(Entries supplied)
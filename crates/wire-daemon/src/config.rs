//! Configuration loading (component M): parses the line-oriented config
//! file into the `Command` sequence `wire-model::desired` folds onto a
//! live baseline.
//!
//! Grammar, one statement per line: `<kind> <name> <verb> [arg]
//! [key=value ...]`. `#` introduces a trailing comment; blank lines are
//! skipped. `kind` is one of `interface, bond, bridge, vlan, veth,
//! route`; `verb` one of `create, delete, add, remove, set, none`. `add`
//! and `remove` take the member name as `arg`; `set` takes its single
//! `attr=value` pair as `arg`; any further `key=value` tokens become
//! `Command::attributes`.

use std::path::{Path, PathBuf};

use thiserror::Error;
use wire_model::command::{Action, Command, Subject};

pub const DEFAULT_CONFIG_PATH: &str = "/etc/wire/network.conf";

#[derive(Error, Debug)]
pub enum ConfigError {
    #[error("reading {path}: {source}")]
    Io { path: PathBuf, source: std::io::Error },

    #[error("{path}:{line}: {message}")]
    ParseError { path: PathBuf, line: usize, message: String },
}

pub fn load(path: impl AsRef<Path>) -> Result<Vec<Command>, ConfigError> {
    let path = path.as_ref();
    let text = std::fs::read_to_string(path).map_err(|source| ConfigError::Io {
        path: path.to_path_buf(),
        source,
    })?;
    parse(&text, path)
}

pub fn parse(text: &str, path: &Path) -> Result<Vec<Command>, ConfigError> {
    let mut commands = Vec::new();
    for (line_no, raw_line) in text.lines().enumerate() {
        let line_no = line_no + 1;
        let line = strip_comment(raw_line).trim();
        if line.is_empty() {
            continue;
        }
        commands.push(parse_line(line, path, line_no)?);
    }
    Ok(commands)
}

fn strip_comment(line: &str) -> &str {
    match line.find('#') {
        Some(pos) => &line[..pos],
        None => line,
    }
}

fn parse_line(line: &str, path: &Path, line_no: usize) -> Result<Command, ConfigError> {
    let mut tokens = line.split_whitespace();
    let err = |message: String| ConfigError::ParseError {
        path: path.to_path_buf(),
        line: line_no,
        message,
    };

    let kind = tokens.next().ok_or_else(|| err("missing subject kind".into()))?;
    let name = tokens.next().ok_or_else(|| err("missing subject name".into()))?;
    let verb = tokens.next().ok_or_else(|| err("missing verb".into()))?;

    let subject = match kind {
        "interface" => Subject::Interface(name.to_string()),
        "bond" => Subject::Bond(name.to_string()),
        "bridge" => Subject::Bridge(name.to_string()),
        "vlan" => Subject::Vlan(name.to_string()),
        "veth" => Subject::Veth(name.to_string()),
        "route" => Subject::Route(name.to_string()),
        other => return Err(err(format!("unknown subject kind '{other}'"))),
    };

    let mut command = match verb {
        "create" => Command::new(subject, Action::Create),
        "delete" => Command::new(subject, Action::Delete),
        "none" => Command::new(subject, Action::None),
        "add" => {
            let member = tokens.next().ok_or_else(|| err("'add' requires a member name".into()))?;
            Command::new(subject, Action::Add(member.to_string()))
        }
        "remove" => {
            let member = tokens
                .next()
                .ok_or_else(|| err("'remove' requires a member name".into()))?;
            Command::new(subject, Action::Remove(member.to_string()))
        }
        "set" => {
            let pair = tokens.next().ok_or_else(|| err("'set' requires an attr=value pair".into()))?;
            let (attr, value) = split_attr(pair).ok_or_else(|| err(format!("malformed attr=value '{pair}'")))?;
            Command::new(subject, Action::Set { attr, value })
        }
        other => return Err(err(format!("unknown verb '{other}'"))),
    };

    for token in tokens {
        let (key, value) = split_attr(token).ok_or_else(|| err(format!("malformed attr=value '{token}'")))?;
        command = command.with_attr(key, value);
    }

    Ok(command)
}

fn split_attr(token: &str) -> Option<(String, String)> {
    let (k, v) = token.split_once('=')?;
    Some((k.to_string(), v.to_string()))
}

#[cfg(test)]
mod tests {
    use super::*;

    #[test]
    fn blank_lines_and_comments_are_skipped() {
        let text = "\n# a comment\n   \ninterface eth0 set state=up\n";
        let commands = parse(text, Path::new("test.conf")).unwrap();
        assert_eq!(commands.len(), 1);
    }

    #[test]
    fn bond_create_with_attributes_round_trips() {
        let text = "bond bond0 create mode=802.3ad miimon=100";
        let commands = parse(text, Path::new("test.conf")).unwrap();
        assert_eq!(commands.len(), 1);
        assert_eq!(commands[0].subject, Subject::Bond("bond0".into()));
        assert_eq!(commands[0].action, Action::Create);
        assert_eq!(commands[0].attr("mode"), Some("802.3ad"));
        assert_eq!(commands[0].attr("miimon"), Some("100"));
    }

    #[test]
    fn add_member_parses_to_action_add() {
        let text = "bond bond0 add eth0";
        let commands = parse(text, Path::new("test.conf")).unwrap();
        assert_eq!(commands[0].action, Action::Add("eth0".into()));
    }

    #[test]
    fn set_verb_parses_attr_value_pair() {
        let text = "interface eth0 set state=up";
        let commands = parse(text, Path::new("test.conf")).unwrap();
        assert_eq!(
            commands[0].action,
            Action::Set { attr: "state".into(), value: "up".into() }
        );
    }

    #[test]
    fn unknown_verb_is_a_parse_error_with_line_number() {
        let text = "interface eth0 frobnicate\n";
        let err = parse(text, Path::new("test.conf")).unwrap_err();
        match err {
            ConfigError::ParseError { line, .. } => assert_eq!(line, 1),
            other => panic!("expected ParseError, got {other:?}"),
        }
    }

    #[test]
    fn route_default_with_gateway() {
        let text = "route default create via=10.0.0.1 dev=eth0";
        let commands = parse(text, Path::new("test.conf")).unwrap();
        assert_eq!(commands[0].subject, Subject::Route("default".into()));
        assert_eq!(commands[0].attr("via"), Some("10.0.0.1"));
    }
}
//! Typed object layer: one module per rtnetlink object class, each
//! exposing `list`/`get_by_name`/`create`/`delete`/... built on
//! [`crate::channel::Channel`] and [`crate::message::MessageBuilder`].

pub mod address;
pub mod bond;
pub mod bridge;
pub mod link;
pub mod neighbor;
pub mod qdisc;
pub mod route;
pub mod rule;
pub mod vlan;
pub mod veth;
(End Entries supplied)
(Entries supplied)
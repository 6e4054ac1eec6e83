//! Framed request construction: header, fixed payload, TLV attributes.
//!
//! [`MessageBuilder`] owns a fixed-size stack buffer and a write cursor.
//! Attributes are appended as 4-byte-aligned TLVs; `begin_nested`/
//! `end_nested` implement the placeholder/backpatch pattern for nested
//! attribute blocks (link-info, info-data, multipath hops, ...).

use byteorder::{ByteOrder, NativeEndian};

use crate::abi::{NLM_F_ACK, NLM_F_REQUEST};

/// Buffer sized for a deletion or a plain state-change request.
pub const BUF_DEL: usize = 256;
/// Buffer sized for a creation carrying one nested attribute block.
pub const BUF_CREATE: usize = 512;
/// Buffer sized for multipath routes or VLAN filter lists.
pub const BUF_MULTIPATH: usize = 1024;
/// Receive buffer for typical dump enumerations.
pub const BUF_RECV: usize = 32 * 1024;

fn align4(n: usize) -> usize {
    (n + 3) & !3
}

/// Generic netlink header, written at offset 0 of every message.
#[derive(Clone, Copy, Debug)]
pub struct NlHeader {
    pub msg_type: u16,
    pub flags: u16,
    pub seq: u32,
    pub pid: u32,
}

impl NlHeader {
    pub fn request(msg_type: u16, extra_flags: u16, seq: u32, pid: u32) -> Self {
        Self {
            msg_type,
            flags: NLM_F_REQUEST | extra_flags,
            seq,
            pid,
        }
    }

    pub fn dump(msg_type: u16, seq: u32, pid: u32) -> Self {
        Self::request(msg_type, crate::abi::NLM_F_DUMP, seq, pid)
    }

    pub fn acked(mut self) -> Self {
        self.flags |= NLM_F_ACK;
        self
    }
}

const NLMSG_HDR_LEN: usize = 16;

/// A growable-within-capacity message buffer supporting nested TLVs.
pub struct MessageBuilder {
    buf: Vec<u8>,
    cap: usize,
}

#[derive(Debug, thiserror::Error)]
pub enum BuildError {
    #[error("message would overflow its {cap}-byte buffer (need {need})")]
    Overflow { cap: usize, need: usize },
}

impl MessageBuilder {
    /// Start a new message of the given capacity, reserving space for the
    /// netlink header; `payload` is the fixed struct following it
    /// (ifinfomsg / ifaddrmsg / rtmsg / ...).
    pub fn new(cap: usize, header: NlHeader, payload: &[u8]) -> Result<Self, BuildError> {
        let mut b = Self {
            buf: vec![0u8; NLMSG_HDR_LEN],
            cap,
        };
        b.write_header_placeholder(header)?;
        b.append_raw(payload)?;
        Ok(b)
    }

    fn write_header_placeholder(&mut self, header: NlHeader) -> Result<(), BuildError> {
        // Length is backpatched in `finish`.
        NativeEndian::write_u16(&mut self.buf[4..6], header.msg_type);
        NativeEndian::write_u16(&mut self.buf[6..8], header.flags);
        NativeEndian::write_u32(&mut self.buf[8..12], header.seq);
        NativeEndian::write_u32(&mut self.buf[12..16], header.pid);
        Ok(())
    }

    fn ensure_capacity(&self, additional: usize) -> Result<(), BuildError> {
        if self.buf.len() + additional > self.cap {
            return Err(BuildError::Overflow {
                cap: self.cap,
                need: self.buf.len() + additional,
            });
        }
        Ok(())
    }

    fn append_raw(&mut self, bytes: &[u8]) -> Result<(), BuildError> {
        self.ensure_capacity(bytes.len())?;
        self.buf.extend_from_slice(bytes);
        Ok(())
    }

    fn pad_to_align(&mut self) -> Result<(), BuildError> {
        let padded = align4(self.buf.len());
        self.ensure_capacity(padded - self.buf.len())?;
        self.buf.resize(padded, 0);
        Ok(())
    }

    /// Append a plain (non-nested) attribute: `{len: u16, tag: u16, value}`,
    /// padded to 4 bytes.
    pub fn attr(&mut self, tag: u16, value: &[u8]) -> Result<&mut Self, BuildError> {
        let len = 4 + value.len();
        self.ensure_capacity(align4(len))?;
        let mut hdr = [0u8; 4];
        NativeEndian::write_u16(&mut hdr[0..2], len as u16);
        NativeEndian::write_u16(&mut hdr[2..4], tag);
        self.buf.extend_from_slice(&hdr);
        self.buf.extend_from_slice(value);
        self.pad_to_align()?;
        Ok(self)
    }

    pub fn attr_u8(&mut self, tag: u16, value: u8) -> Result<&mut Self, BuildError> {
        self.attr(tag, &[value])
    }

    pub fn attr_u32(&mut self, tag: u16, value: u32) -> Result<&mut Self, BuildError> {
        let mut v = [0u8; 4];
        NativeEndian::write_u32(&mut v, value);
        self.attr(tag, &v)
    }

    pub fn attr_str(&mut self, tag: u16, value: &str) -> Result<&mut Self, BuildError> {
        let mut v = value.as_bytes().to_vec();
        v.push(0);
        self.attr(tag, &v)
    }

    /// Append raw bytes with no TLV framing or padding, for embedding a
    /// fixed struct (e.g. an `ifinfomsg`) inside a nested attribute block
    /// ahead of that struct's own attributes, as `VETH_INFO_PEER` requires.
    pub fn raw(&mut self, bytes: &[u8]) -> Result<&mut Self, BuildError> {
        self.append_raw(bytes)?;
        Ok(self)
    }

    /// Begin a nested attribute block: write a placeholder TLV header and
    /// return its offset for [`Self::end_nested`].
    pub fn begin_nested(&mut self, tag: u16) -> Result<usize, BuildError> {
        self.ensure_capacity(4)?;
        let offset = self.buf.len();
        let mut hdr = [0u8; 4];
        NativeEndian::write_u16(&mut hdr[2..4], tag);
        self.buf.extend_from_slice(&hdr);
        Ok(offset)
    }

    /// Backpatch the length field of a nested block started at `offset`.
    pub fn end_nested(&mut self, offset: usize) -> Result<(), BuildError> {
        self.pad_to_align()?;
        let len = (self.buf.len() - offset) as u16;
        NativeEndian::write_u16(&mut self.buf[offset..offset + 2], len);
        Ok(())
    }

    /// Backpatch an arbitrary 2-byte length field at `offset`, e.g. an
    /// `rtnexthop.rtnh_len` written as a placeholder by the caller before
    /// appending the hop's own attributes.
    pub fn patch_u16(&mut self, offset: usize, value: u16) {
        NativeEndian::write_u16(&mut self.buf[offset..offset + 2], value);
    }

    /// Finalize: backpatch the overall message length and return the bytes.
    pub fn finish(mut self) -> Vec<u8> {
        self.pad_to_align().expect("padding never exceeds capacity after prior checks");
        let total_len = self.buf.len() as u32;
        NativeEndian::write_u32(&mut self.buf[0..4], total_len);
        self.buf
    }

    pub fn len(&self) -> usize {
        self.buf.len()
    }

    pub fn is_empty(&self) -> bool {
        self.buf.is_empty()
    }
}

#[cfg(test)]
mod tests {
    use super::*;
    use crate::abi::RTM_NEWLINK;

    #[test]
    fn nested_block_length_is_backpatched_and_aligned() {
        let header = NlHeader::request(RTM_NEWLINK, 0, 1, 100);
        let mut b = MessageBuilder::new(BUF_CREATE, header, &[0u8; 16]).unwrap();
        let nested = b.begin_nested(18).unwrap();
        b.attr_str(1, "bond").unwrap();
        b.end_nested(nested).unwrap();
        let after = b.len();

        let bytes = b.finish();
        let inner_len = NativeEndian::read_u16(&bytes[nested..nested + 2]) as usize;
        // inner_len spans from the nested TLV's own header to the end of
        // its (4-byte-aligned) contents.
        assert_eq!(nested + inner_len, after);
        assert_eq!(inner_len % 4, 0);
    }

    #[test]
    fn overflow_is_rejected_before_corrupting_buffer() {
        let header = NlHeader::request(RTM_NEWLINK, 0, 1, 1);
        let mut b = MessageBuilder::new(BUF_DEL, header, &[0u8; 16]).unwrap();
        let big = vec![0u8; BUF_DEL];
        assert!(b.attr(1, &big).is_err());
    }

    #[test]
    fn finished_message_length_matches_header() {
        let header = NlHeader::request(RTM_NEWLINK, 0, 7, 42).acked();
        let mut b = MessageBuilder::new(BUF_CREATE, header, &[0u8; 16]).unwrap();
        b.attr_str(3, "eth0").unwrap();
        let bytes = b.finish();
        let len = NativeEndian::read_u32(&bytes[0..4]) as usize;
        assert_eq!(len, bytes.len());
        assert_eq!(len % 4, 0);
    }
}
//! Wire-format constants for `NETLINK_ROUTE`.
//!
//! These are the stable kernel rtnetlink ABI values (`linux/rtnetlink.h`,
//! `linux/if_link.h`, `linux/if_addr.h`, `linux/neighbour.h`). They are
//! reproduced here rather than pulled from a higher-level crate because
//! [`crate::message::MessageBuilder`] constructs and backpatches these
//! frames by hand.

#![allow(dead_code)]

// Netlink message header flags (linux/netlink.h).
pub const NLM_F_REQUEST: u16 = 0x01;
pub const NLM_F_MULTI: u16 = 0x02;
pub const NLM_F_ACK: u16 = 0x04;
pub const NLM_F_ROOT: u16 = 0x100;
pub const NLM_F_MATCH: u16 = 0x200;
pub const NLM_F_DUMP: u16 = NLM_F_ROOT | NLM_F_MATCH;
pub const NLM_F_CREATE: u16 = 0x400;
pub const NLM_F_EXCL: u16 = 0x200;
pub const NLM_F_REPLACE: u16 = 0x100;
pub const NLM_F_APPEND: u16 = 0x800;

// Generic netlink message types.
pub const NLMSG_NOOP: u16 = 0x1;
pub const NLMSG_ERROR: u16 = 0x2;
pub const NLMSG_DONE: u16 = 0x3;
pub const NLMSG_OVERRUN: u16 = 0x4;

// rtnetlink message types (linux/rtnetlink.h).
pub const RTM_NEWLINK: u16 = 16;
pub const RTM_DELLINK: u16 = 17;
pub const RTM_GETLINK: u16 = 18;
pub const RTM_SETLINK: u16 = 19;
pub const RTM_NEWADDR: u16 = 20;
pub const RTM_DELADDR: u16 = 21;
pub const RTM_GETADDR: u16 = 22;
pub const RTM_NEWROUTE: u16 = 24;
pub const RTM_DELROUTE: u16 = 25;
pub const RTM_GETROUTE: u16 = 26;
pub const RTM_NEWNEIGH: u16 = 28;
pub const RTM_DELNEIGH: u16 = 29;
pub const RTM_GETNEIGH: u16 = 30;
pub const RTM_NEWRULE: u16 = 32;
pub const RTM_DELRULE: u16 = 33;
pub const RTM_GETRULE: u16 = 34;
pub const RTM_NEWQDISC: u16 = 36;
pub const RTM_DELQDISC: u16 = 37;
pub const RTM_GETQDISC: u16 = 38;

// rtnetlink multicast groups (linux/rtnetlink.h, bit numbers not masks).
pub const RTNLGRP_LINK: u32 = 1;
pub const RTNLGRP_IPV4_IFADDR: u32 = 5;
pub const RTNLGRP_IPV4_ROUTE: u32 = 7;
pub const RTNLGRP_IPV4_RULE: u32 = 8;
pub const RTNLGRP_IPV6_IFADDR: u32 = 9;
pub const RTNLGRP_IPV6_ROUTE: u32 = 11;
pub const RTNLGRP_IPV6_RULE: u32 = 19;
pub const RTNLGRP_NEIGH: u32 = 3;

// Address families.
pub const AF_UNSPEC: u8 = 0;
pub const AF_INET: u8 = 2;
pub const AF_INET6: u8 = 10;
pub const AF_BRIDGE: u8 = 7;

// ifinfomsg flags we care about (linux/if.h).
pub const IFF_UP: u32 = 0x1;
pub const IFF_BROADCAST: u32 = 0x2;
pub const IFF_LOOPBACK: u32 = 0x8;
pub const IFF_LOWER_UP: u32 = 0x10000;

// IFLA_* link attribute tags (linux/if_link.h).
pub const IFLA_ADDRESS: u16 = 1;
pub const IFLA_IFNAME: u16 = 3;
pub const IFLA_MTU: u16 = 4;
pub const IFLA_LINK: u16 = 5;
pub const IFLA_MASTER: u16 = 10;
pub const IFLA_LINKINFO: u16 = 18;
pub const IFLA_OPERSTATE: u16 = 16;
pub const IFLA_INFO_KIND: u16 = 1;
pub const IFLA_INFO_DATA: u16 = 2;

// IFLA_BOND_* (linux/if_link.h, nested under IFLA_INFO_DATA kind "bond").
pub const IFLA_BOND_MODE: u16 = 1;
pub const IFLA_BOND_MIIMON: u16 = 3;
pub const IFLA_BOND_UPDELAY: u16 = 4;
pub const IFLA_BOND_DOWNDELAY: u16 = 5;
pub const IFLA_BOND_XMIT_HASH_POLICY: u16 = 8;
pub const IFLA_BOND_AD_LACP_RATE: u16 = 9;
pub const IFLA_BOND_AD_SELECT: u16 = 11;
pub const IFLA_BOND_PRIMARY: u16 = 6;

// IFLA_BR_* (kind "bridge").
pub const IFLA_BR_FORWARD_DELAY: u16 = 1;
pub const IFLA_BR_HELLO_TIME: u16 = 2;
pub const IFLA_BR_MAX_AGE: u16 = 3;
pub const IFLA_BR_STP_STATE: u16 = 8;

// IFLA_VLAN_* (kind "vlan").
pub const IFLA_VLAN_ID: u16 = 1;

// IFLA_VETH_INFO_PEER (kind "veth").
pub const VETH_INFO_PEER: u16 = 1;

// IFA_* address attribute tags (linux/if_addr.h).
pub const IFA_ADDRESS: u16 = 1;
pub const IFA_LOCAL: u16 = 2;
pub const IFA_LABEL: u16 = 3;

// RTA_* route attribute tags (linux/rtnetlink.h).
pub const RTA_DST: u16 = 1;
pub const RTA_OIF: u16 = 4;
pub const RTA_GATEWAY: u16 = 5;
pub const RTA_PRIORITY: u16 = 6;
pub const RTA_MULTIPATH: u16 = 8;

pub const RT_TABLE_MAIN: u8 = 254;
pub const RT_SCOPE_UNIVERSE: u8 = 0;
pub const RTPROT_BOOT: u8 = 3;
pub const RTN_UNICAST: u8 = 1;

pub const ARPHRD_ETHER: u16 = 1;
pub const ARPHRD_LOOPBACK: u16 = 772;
(End Entries supplied)
### What is being asked:
Transcribe the records above exactly, beginning at the line that contains "let len = (self.buf.len()" and ending with the line that contains "return the bytes.", both included, and nothing else.

### Exercise solution:
        let len = (self.buf.len() - offset) as u16;
        NativeEndian::write_u16(&mut self.buf[offset..offset + 2], len);
        Ok(())
    }

    /// Backpatch an arbitrary 2-byte length field at `offset`, e.g. an
    /// `rtnexthop.rtnh_len` written as a placeholder by the caller before
    /// appending the hop's own attributes.
    pub fn patch_u16(&mut self, offset: usize, value: u16) {
        NativeEndian::write_u16(&mut self.buf[offset..offset + 2], value);
    }

    /// Finalize: backpatch the overall message length and return the bytes.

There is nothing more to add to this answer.